**What you have to do:**
Write each line again exactly as it is, from the opening line of the records below through the one containing "registry enforced our", and add nothing.

[Dataset entries]

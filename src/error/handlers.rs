//! Standardized mapping from registry responses and user input to [`LockError`]

use crate::error::{LockError, Result};
use reqwest::StatusCode;
use std::path::Path;

/// Standard error handler for HTTP responses
pub struct HttpErrorHandler;

impl HttpErrorHandler {
    /// Handle registry-related HTTP errors
    pub fn handle_registry_error(status: StatusCode, error_text: &str, operation: &str) -> LockError {
        let message = match status.as_u16() {
            401 => format!("unauthorized: {}", error_text),
            403 => format!("forbidden, insufficient permissions: {}", error_text),
            404 => format!("resource not found: {}", error_text),
            429 => format!("rate limited: {}", error_text),
            500 => format!("registry server error: {}", error_text),
            502 | 503 => format!("registry unavailable: {}", error_text),
            _ => error_text.to_string(),
        };

        LockError::Registry {
            operation: operation.to_string(),
            status: status.as_u16(),
            message,
        }
    }

    /// Handle manifest write errors. A 412 means the registry enforced our
    /// `If-Match` precondition and someone else wrote the tag first.
    pub fn handle_manifest_put_error(status: StatusCode, error_text: &str, reference: &str) -> LockError {
        if status == StatusCode::PRECONDITION_FAILED {
            return LockError::PreconditionFailed {
                reference: reference.to_string(),
            };
        }
        Self::handle_registry_error(status, error_text, "manifest push")
    }
}

/// Validation error utilities
pub struct ValidationErrorHandler;

impl ValidationErrorHandler {
    /// The state file must exist and be a regular file
    pub fn validate_state_file(file_path: &Path) -> Result<()> {
        if !file_path.exists() {
            return Err(LockError::Config(format!(
                "state file does not exist: {}",
                file_path.display()
            )));
        }

        if !file_path.is_file() {
            return Err(LockError::Config(format!(
                "state path is not a file: {}",
                file_path.display()
            )));
        }

        Ok(())
    }

    /// Standard credential validation
    pub fn validate_credentials(username: &Option<String>, password: &Option<String>) -> Result<()> {
        match (username, password) {
            (Some(_), None) => Err(LockError::Config(
                "password is required when username is provided".to_string(),
            )),
            (None, Some(_)) => Err(LockError::Config(
                "username is required when password is provided".to_string(),
            )),
            _ => Ok(()),
        }
    }

    pub fn validate_timeout(timeout: u64) -> Result<()> {
        if timeout == 0 {
            return Err(LockError::Config("timeout must be greater than 0".to_string()));
        }

        if timeout > 86400 {
            return Err(LockError::Config(
                "timeout cannot exceed 24 hours (86400 seconds)".to_string(),
            ));
        }

        Ok(())
    }
}
use crate::digest::DigestUtils;
use crate::oci::{EMPTY_JSON, MEDIA_TYPE_EMPTY_JSON};
use serde::{Deserialize, Serialize};
use std::collections::BTreeMap;

/// Content-addressed pointer to a blob or manifest
#[derive(Debug, Clone, Eq, Serialize, Deserialize)]
#[serde(rename_all = "camelCase")]
pub struct Descriptor {
    pub media_type: String,
    pub digest: String,
    pub size: u64,
    #[serde(default, skip_serializing_if = "Option::is_none")]
    pub annotations: Option<BTreeMap<String, String>>,
    #[serde(default, skip_serializing_if = "Option::is_none")]
    pub artifact_type: Option<String>,
}

impl Descriptor {
    pub fn new(media_type: impl Into<String>, digest: impl Into<String>, size: u64) -> Self {
        Self {
            media_type: media_type.into(),
            digest: digest.into(),
            size,
            annotations: None,
            artifact_type: None,
        }
    }

    /// Describe `data`; the digest is the sha256 of the exact bytes
    pub fn from_bytes(media_type: impl Into<String>, data: &[u8]) -> Self {
        Self::new(media_type, DigestUtils::compute_digest(data), data.len() as u64)
    }

    /// Descriptor of the `{}` config blob
    pub fn empty_json() -> Self {
        Self::from_bytes(MEDIA_TYPE_EMPTY_JSON, EMPTY_JSON)
    }
}

// Two descriptors name the same content iff their digests match.
impl PartialEq for Descriptor {
    fn eq(&self, other: &Self) -> bool {
        self.digest == other.digest
    }
}
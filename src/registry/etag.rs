//! ETag interception for manifest writes
//!
//! [`EtagClient`] remembers the last `ETag` the registry reported for every
//! `.../manifests/<tag>` endpoint and attaches it as an `If-Match` precondition
//! when that tag's manifest is written again. A registry that enforces the
//! precondition answers `412 Precondition Failed` when another writer got there
//! first.
//!
//! The precondition is advisory. The reference `distribution` registry ignores
//! conditional headers on manifest PUTs, so against it two writers racing
//! between read and write can both succeed. The lock protocol only detects
//! conflicts it can observe through its own read-then-write sequence there.
//!
//! Entries are keyed by tag name only, not by registry or repository. A cache
//! shared through [`EtagClient::with_cache`] must stay within one repository:
//! coordinators on `a/state:prod` and `b/state:prod` sharing a cache would
//! overwrite each other's `prod` entry and send a foreign `If-Match`.

use crate::error::Result;
use crate::logging::Logger;
use crate::registry::transport::HttpClient;
use async_trait::async_trait;
use reqwest::header::{ETAG, HeaderValue, IF_MATCH};
use reqwest::{Method, Request, Response};
use std::collections::HashMap;
use std::sync::{Arc, PoisonError, RwLock};
use url::Url;

/// Last observed entity tag per tag name.
///
/// Cloning shares the underlying map. Entries are hints: they are overwritten
/// on every observation and never expire.
#[derive(Debug, Clone, Default)]
pub struct EtagCache {
    etags: Arc<RwLock<HashMap<String, String>>>,
}

impl EtagCache {
    pub fn new() -> Self {
        Self::default()
    }

    pub fn get(&self, tag: &str) -> Option<String> {
        // A poisoned map still holds usable hints
        let etags = self.etags.read().unwrap_or_else(PoisonError::into_inner);
        etags.get(tag).cloned()
    }

    pub fn set(&self, tag: &str, etag: &str) {
        let mut etags = self.etags.write().unwrap_or_else(PoisonError::into_inner);
        etags.insert(tag.to_string(), etag.to_string());
    }

    pub fn len(&self) -> usize {
        self.etags.read().unwrap_or_else(PoisonError::into_inner).len()
    }

    pub fn is_empty(&self) -> bool {
        self.len() == 0
    }
}

/// Tag name of a `.../manifests/<tag>` URL
pub fn manifest_tag(url: &Url) -> Option<String> {
    let mut segments = url.path().trim_matches('/').rsplit('/');
    let last = segments.next()?;
    let kind = segments.next()?;
    (kind == "manifests" && !last.is_empty()).then(|| last.to_string())
}

/// Decorator that records manifest ETags and makes manifest writes conditional
pub struct EtagClient<C> {
    inner: C,
    cache: EtagCache,
    logger: Logger,
    conditional_writes: bool,
}

impl<C: HttpClient> EtagClient<C> {
    pub fn new(inner: C, logger: Logger) -> Self {
        Self::with_cache(inner, EtagCache::new(), logger)
    }

    /// Share an existing cache between coordinators on the same repository.
    /// Keys carry no repository, so equal tag names in different repositories collide.
    pub fn with_cache(inner: C, cache: EtagCache, logger: Logger) -> Self {
        Self {
            inner,
            cache,
            logger,
            conditional_writes: true,
        }
    }

    /// Only record ETags, never attach `If-Match`
    pub fn with_conditional_writes(mut self, enabled: bool) -> Self {
        self.conditional_writes = enabled;
        self
    }

    pub fn cache(&self) -> &EtagCache {
        &self.cache
    }
}

#[async_trait]
impl<C: HttpClient> HttpClient for EtagClient<C> {
    async fn execute(&self, mut request: Request) -> Result<Response> {
        self.logger
            .trace(&format!("> {} {}", request.method(), request.url()));

        let tag = manifest_tag(request.url());

        if self.conditional_writes && request.method() == Method::PUT {
            if let Some(etag) = tag.as_deref().and_then(|t| self.cache.get(t)) {
                match HeaderValue::from_str(&etag) {
                    Ok(value) => {
                        self.logger.trace(&format!(
                            "> setting If-Match for {} to {}",
                            tag.as_deref().unwrap_or_default(),
                            etag
                        ));
                        request.headers_mut().insert(IF_MATCH, value);
                    }
                    Err(_) => self
                        .logger
                        .warning(&format!("Ignoring unusable ETag {:?}", etag)),
                }
            }
        }

        let response = self.inner.execute(request).await?;

        self.logger.trace(&format!("< {}", response.status()));

        let etag = response
            .headers()
            .get(ETAG)
            .and_then(|v| v.to_str().ok())
            .filter(|v| !v.is_empty());
        if let Some(etag) = etag {
            self.logger.trace(&format!("< ETag: {}", etag));
            if let Some(tag) = &tag {
                self.logger.trace(&format!("< storing {} as {}", tag, etag));
                self.cache.set(tag, etag);
            }
        }

        Ok(response)
    }
}
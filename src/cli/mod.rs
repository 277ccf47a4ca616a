//! Command line interface module
//!
//! Argument parsing, validation, and the runner that executes one command.

pub mod args;
pub mod runner;
pub mod signal;

pub use args::{Args, Command};
pub use runner::{Runner, run_until};
pub use signal::shutdown_signal;
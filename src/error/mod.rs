//! Error types for registry and lock operations

pub mod handlers;

use thiserror::Error;

pub type Result<T> = std::result::Result<T, LockError>;

/// Message carried by the lock-conflict sentinel. Automation matches on it.
pub const LOCKED_MESSAGE: &str = "manifest is currently locked for editing";

#[derive(Error, Debug)]
pub enum LockError {
    /// Transport failures, passed through verbatim
    #[error(transparent)]
    Network(#[from] reqwest::Error),

    /// The registry answered with a status the operation did not expect
    #[error("{operation} failed (status {status}): {message}")]
    Registry {
        operation: String,
        status: u16,
        message: String,
    },

    /// Another writer holds the lock and `force` was not set
    #[error("{}", LOCKED_MESSAGE)]
    Locked,

    /// The registry rejected a conditional manifest write
    #[error("manifest {reference} changed since it was last read (precondition failed)")]
    PreconditionFailed { reference: String },

    #[error("expected {expected}, got {actual}")]
    DigestMismatch { expected: String, actual: String },

    #[error("unusable media type: expected {expected}, got {actual}")]
    MediaTypeMismatch { expected: String, actual: String },

    #[error("serialization error: {0}")]
    Serialization(#[from] serde_json::Error),

    #[error("IO error: {0}")]
    Io(#[from] std::io::Error),

    #[error("invalid reference: {0}")]
    InvalidReference(String),

    #[error("authentication error: {0}")]
    Auth(String),

    #[error("configuration error: {0}")]
    Config(String),

    #[error("operation cancelled")]
    Cancelled,
}

impl LockError {
    /// True for the lock-conflict sentinel only
    pub fn is_locked(&self) -> bool {
        matches!(self, LockError::Locked)
    }

    /// True when a conflicting write was detected, either by reading the
    /// lock annotation or by the registry rejecting a conditional write
    pub fn is_conflict(&self) -> bool {
        matches!(
            self,
            LockError::Locked | LockError::PreconditionFailed { .. }
        )
    }

    /// True when the registry answered 404
    pub fn is_not_found(&self) -> bool {
        matches!(self, LockError::Registry { status: 404, .. })
    }
}

impl From<url::ParseError> for LockError {
    fn from(err: url::ParseError) -> Self {
        LockError::InvalidReference(err.to_string())
    }
}
//! HTTP transport seam for registry operations
//!
//! Every outbound registry call goes through an [`HttpClient`]. The concrete
//! [`ReqwestClient`] talks to the network; decorators such as
//! [`EtagClient`](crate::registry::etag::EtagClient) and
//! [`AuthClient`](crate::registry::auth::AuthClient) wrap another client and
//! see every request and response on the way through.

use crate::error::{LockError, Result};
use async_trait::async_trait;
use reqwest::{Client, Request, Response};
use std::sync::Arc;
use std::time::Duration;

/// A single-method HTTP transport: send a request, get a response
#[async_trait]
pub trait HttpClient: Send + Sync {
    async fn execute(&self, request: Request) -> Result<Response>;
}

#[async_trait]
impl<C: HttpClient + ?Sized> HttpClient for Arc<C> {
    async fn execute(&self, request: Request) -> Result<Response> {
        (**self).execute(request).await
    }
}

/// Network transport backed by a shared `reqwest::Client`
#[derive(Clone)]
pub struct ReqwestClient {
    client: Client,
}

impl ReqwestClient {
    pub fn new(timeout: Duration) -> Result<Self> {
        let client = Client::builder()
            .timeout(timeout)
            .user_agent(concat!("oci-state-lock/", env!("CARGO_PKG_VERSION")))
            .build()
            .map_err(LockError::Network)?;

        Ok(Self { client })
    }
}

#[async_trait]
impl HttpClient for ReqwestClient {
    async fn execute(&self, request: Request) -> Result<Response> {
        Ok(self.client.execute(request).await?)
    }
}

**Result of this exercise:**
filename src/error/handlers.rs
//! Standardized mapping from registry responses and user input to [`LockError`]

use crate::error::{LockError, Result};
use reqwest::StatusCode;
use std::path::Path;

/// Standard error handler for HTTP responses
pub struct HttpErrorHandler;

impl HttpErrorHandler {
    /// Handle registry-related HTTP errors
    pub fn handle_registry_error(status: StatusCode, error_text: &str, operation: &str) -> LockError {
        let message = match status.as_u16() {
            401 => format!("unauthorized: {}", error_text),
            403 => format!("forbidden, insufficient permissions: {}", error_text),
            404 => format!("resource not found: {}", error_text),
            429 => format!("rate limited: {}", error_text),
            500 => format!("registry server error: {}", error_text),
            502 | 503 => format!("registry unavailable: {}", error_text),
            _ => error_text.to_string(),
        };

        LockError::Registry {
            operation: operation.to_string(),
            status: status.as_u16(),
            message,
        }
    }

    /// Handle manifest write errors. A 412 means the registry enforced our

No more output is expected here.